Die JDA hingegen betont, man wolle „einen Raum für legitime Kritik an Israel“ schaffen. Was nach Differenzierung klingt, entpuppt sich bei genauerer Betrachtung als semantische Entkernung des Antisemitismusbegriffs. So heißt es etwa:
„Beispiele, die nicht als antisemitisch zu betrachten sind, beinhalten Kritik an oder Ablehnung des Zionismus als einer Form des Nationalismus oder das Eintreten für palästinensische Rechte, auch durch Formen des Widerstands.“
Damit wird der Zionismus – die nationale Selbstbestimmung des jüdischen Volkes – zur legitimen Zielscheibe erklärt. Wer Israel das Existenzrecht abspricht, darf das laut JDA tun, ohne als Antisemit zu gelten. Selbst gewaltsamer „Widerstand“ erhält einen Persilschein, solange er sich als Einsatz für „palästinensische Rechte“ deklariert. Gerade für eine Partei, die sich auf Antifaschismus beruft, ist das ein Offenbarungseid. Denn Antisemitismus ist keine Meinung, sondern eine Ideologie – verwoben mit der europäischen Vernichtungsgeschichte. Heute tritt er in neuen Formen auf, oft maskiert als Menschenrechtsrhetorik oder „Israelkritik“. Wer jüdische Selbstbestimmung leugnet, hat aus der Geschichte nichts gelernt – oder will bewusst nichts lernen.

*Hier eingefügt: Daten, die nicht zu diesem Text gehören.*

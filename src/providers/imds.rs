use crate::aws::imds::fetch_instance_credentials;
use crate::credentials::{RefreshableCredentials, ResolvedCredentials};
use crate::error::ResolveError;
use crate::providers::CredentialSource;

/// Instance-role credentials from the EC2 metadata service. Last in the
/// chain, and never cached on disk: the metadata service is local and
/// already caches for the instance.
#[derive(Debug, Clone, Default)]
pub struct ImdsSource;

impl ImdsSource {
    pub fn new() -> Self {
        Self
    }

    pub async fn resolve(&self) -> Result<ResolvedCredentials, ResolveError> {
        let session = fetch_instance_credentials().await?;
        Ok(ResolvedCredentials::Refreshable(RefreshableCredentials::new(
            session,
            None,
            CredentialSource::Imds(self.clone()),
        )))
    }
}
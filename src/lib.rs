//! Chained AWS credential resolution for `credential_process`.

pub mod aws;
pub mod cache;
pub mod chain;
pub mod cli;
pub mod commands;
pub mod config;
pub mod constants;
pub mod credentials;
pub mod error;
pub mod output;
pub mod providers;

#[cfg(test)]
pub(crate) mod testing;
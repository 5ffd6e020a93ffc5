use std::path::PathBuf;
use std::sync::Arc;

use chrono::Utc;
use serde_json::json;
use tracing::{debug, warn};

use crate::aws::sso::{FetchRoleCredentials, find_cached_token};
use crate::cache::{CacheEntry, CacheKey, FileCache};
use crate::config::SsoConfig;
use crate::credentials::{RefreshableCredentials, ResolvedCredentials, SessionCredentials};
use crate::error::ResolveError;
use crate::providers::CredentialSource;

/// Role credentials from AWS SSO, exchanged for the access token that
/// `aws sso login` left behind. Sessions are cached like assumed roles.
#[derive(Debug, Clone)]
pub struct SsoSource {
    sso: SsoConfig,
    token_dir: PathBuf,
    cache: FileCache,
    portal: Arc<dyn FetchRoleCredentials>,
}

impl SsoSource {
    pub fn new(
        sso: SsoConfig,
        token_dir: PathBuf,
        cache: FileCache,
        portal: Arc<dyn FetchRoleCredentials>,
    ) -> Self {
        Self {
            sso,
            token_dir,
            cache,
            portal,
        }
    }

    pub fn fingerprint(&self) -> CacheKey {
        CacheKey::from_payload(&json!({
            "type": "sso",
            "start_url": self.sso.start_url,
            "region": self.sso.region,
            "account_id": self.sso.account_id,
            "role_name": self.sso.role_name,
        }))
    }

    pub async fn resolve(
        &self,
        previous: Option<&CacheEntry>,
    ) -> Result<ResolvedCredentials, ResolveError> {
        let key = self.fingerprint();

        if previous.is_none() {
            if let Some(entry) = self.cache.get(&key).await {
                if !entry.is_expired(Utc::now()) {
                    debug!(
                        "Using cached session credentials, valid until {}",
                        entry.expiration
                    );
                    return Ok(self.refreshable(entry.session(), key));
                }
                debug!("Cached session credentials expired at {}", entry.expiration);
            }
        }

        let token = find_cached_token(&self.token_dir, &self.sso.start_url, Utc::now())?;
        let session = self
            .portal
            .fetch_role_credentials(&self.sso, &token.access_token)
            .await?;

        let entry = CacheEntry::new(&key, &session);
        if let Err(err) = self.cache.put(&key, &entry).await {
            warn!("Failed to write session cache entry: {}", err);
        }

        Ok(self.refreshable(session, key))
    }

    fn refreshable(&self, session: SessionCredentials, key: CacheKey) -> ResolvedCredentials {
        ResolvedCredentials::Refreshable(RefreshableCredentials::new(
            session,
            Some(key),
            CredentialSource::Sso(self.clone()),
        ))
    }
}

Dass sich Teile der Partei mit Organisationen solidarisieren, die zur Vernichtung Israels aufrufen, ist kein Ausrutscher, sondern Ergebnis jahrzehntelanger ideologischer Fehlentwicklungen. Von der DDR-Solidarität mit Arafats PLO über die Relativierung islamistischer Gewalt bis hin zur heutigen Nähe zu Bewegungen, die Frauen unterdrücken, Homosexuelle ermorden und Antisemitismus zur Staatsräson erklären. Wer nach dem 7. Oktober – dem größten antisemitischen Massaker seit der Shoah – nicht eindeutig an Israels Seite steht, sondern „Differenzierungen“ fordert, hat sich disqualifiziert. Wer in der Kufiya eine identitätsstiftende Geste im Bundestag sieht, offenbart, wie tief der antiisraelische Affekt reicht. Und wer Israels Existenzrecht zur Debatte stellt, verlässt den demokratischen Grundkonsens.
Der Austritt von Andrej Hermlin, Sohn eines Holocaustüberlebenden, ist damit symptomatisch. Die Linke hat sich von jenen entfernt, die linke Politik als Bündnis aus sozialer Gerechtigkeit und historischer Verantwortung verstehen. Stattdessen nähert sie sich einem Milieu, in dem Israelhass als progressiv gilt und der Begriff „Antisemitismus“ als Waffe des Neoliberalismus diffamiert wird. Dabei stünde gerade die deutsche Linke in besonderer Verantwortung. Antifaschismus ohne Solidarität mit jüdischem Leben bleibt eine leere Hülse. Wer glaubt, sich durch postkoloniale Theorien aus dieser Verantwortung ziehen zu können, verrät nicht nur das Judentum – sondern auch die emanzipatorischen Grundlagen linker Politik. Die Linke hat sich, mit Ansage, damit noch weiter ins politische Abseits manövriert.
Wer glaubt, die Linke sei Bündnispartnerin für progressive, menschenrechtsorientierte Politik, sollte ihre jüngsten Beschlüsse genau lesen.
Sie sind kein Missverständnis. Sie sind ein Manifest.